**Supplied information:**
──────────
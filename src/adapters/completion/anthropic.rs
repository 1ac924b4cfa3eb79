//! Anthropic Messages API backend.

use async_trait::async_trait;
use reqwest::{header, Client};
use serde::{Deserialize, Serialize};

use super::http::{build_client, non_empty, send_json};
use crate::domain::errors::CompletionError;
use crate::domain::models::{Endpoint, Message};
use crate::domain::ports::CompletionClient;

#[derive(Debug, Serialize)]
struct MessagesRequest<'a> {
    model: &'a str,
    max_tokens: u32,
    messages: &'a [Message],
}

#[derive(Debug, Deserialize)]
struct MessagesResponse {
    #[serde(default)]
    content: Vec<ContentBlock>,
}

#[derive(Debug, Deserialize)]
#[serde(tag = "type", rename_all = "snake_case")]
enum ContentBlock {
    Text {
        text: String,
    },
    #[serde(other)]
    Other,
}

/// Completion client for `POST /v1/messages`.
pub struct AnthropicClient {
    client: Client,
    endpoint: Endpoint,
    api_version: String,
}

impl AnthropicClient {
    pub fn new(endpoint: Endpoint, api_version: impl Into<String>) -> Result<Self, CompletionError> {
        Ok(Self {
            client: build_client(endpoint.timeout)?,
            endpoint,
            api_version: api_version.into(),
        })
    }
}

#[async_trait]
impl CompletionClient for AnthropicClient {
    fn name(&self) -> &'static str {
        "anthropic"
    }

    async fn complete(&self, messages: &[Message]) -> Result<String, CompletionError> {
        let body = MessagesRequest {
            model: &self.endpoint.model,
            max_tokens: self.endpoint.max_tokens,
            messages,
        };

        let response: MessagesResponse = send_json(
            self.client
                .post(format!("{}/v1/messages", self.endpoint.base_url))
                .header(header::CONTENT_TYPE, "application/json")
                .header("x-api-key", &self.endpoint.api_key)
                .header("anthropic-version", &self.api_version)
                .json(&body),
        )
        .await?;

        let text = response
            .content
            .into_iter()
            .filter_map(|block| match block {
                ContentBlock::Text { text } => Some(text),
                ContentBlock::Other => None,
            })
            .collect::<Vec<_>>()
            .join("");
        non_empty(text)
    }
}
──────────
Please give the data again in full, exactly as written.

filename src/adapters/completion/anthropic.rs
repository 1ac924b4cfa3eb79
//! Anthropic Messages API backend.

use async_trait::async_trait;
use reqwest::{header, Client};
use serde::{Deserialize, Serialize};

use super::http::{build_client, non_empty, send_json};
use crate::domain::errors::CompletionError;
use crate::domain::models::{Endpoint, Message};
use crate::domain::ports::CompletionClient;

#[derive(Debug, Serialize)]
struct MessagesRequest<'a> {
    model: &'a str,
    max_tokens: u32,
    messages: &'a [Message],
}

#[derive(Debug, Deserialize)]
struct MessagesResponse {
    #[serde(default)]
    content: Vec<ContentBlock>,
}

#[derive(Debug, Deserialize)]
#[serde(tag = "type", rename_all = "snake_case")]
enum ContentBlock {
    Text {
        text: String,
    },
    #[serde(other)]
    Other,
}

/// Completion client for `POST /v1/messages`.
pub struct AnthropicClient {
    client: Client,
    endpoint: Endpoint,
    api_version: String,
}

impl AnthropicClient {
    pub fn new(endpoint: Endpoint, api_version: impl Into<String>) -> Result<Self, CompletionError> {
        Ok(Self {
            client: build_client(endpoint.timeout)?,
            endpoint,
            api_version: api_version.into(),
        })
    }
}

#[async_trait]
impl CompletionClient for AnthropicClient {
    fn name(&self) -> &'static str {
        "anthropic"
    }

    async fn complete(&self, messages: &[Message]) -> Result<String, CompletionError> {
        let body = MessagesRequest {
            model: &self.endpoint.model,
            max_tokens: self.endpoint.max_tokens,
            messages,
        };

        let response: MessagesResponse = send_json(
            self.client
                .post(format!("{}/v1/messages", self.endpoint.base_url))
                .header(header::CONTENT_TYPE, "application/json")
                .header("x-api-key", &self.endpoint.api_key)
                .header("anthropic-version", &self.api_version)
                .json(&body),
        )
        .await?;

        let text = response
            .content
            .into_iter()
            .filter_map(|block| match block {
                ContentBlock::Text { text } => Some(text),
                ContentBlock::Other => None,
            })
            .collect::<Vec<_>>()
            .join("");
        non_empty(text)
    }
}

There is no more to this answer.